Task requirements.
Find and copy each line in the material below where the string "HashMap" occurs.

-=-=-=-=-

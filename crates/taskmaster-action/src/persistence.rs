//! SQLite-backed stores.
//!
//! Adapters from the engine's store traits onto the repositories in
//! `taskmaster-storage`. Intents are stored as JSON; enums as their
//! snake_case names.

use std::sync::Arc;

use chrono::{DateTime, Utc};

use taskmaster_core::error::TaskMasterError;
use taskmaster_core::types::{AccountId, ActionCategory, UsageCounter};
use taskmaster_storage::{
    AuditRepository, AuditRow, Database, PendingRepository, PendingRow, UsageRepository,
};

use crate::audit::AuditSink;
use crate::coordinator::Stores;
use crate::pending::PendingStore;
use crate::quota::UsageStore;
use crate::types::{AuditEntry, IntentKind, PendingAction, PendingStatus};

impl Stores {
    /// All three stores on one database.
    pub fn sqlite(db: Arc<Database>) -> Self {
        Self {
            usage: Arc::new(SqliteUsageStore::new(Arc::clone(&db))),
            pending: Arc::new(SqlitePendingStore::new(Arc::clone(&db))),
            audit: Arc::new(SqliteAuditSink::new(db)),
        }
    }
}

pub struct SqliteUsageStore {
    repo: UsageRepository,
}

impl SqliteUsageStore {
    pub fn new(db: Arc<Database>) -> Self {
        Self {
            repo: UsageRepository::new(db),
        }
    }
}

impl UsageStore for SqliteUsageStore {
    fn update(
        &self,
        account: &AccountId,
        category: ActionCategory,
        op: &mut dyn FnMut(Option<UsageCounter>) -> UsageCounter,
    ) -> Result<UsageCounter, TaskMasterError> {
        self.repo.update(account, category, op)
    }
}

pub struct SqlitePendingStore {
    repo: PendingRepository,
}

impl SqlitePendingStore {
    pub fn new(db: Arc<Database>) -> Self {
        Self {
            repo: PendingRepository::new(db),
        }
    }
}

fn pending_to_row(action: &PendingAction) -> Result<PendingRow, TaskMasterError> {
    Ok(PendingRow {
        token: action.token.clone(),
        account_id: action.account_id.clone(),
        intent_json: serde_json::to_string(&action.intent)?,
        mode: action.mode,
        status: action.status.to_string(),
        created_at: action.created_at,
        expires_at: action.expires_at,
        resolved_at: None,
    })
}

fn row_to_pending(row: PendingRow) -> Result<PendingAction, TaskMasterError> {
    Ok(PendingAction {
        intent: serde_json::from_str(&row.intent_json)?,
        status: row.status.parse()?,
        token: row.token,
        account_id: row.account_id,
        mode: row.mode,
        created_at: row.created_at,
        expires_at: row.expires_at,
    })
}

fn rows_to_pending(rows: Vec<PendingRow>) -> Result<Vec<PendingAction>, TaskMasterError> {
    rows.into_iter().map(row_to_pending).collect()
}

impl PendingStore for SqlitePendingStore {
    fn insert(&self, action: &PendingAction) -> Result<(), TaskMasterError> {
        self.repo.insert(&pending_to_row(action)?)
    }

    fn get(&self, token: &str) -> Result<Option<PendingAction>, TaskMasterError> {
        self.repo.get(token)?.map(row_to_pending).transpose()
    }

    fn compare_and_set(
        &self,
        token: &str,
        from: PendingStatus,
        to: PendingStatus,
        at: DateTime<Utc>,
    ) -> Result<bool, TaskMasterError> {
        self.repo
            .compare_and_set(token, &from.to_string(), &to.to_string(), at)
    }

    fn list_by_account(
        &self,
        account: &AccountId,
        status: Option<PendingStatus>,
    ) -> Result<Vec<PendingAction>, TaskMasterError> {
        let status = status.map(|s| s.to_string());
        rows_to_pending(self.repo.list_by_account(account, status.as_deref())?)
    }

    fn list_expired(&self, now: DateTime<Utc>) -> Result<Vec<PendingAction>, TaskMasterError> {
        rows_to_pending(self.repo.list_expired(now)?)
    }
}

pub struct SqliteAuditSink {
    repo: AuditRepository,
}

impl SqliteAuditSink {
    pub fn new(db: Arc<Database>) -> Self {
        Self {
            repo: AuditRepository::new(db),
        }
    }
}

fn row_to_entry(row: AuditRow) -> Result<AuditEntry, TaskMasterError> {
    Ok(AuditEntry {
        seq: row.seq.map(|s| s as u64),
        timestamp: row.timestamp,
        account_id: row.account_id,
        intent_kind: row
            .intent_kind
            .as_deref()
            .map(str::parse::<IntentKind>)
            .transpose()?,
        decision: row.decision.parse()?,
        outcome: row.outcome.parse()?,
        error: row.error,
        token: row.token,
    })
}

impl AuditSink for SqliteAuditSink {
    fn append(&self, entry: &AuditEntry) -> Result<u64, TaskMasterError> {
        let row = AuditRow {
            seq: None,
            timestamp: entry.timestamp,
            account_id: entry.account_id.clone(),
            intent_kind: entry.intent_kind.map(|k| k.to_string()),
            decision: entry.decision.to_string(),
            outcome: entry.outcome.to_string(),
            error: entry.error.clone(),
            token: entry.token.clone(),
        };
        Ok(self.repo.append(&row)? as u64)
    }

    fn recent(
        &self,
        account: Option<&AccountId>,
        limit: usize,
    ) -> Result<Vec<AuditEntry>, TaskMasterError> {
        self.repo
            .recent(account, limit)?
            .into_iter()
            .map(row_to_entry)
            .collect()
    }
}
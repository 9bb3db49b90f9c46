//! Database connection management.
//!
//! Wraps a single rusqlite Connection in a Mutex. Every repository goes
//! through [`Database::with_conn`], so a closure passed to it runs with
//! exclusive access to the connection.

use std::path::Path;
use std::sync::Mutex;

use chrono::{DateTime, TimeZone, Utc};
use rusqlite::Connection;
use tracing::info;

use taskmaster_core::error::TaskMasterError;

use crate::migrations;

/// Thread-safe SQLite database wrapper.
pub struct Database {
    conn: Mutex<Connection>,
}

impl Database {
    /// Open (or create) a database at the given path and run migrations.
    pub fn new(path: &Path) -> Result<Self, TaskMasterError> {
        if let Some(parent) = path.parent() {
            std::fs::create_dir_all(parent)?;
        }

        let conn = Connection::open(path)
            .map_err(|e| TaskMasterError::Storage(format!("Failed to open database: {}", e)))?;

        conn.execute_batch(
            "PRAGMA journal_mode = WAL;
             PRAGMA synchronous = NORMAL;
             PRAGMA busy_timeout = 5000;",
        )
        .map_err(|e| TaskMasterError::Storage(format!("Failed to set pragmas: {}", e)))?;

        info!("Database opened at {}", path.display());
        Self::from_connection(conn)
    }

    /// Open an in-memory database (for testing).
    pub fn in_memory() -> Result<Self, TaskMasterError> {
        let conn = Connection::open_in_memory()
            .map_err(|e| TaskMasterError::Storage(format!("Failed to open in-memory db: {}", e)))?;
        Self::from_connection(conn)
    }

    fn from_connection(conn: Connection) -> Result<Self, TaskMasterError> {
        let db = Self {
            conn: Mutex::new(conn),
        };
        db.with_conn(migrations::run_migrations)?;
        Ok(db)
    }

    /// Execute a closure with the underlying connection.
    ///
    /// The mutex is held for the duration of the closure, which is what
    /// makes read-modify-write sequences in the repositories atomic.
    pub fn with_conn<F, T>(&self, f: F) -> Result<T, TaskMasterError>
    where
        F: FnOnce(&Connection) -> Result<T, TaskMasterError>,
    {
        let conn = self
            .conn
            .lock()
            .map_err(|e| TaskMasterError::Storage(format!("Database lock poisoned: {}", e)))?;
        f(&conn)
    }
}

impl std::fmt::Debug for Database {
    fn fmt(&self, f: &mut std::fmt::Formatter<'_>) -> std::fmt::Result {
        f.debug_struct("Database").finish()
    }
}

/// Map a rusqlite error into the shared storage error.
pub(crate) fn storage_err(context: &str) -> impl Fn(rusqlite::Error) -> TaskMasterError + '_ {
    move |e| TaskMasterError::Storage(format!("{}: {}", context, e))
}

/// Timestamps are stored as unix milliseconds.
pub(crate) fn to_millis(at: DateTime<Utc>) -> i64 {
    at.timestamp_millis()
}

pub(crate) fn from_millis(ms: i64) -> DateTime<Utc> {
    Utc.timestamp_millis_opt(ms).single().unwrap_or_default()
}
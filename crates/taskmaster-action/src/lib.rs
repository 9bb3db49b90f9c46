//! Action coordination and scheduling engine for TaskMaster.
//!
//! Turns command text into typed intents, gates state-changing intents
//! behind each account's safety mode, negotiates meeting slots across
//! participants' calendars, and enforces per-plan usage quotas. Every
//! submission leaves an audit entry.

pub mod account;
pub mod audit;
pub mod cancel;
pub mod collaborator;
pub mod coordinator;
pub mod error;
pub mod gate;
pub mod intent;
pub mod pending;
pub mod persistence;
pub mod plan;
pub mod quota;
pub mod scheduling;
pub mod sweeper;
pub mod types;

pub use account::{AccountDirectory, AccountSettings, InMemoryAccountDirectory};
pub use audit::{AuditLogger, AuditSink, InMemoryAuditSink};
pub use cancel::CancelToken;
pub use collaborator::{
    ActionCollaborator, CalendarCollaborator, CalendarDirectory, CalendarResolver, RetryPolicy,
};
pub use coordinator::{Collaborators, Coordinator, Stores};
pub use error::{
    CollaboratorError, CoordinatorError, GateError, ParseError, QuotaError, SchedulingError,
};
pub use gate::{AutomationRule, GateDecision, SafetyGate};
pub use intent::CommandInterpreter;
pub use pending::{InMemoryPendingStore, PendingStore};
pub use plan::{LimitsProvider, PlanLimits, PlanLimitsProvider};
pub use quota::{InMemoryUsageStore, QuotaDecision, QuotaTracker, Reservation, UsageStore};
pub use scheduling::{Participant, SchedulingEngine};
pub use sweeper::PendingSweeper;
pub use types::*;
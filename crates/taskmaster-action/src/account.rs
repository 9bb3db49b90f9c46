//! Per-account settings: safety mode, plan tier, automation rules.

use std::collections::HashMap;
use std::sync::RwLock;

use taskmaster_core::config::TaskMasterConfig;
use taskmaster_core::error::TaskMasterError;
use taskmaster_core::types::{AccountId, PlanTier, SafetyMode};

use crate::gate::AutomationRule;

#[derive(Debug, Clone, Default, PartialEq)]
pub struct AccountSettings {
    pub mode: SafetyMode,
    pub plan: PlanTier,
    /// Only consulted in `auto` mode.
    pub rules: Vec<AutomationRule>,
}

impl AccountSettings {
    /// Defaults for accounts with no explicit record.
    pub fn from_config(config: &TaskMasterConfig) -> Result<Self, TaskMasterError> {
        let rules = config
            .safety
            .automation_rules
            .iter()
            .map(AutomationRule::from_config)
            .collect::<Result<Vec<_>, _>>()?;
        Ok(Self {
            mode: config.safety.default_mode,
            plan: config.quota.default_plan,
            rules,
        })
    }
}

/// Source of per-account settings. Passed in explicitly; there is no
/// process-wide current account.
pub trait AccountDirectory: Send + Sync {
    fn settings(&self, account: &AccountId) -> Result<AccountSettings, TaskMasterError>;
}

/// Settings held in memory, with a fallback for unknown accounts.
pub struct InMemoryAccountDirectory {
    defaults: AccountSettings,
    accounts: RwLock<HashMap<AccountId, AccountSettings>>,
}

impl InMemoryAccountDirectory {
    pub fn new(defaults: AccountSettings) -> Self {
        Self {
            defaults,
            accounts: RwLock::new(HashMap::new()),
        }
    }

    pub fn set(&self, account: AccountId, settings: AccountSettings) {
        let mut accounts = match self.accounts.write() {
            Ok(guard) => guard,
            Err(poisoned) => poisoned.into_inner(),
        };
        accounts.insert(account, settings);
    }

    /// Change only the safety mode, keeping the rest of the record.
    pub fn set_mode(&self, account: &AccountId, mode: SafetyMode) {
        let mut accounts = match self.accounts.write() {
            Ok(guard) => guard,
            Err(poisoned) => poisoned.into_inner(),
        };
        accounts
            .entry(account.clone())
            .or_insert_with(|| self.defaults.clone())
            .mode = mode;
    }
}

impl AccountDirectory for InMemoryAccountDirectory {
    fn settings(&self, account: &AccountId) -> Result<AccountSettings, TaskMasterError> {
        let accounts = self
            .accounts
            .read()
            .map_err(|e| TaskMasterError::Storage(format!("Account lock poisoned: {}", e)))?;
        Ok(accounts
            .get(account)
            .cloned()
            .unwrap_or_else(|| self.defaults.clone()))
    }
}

-=-=-=-=-

Your response.
use std::collections::HashMap;
    accounts: RwLock<HashMap<AccountId, AccountSettings>>,
            accounts: RwLock::new(HashMap::new()),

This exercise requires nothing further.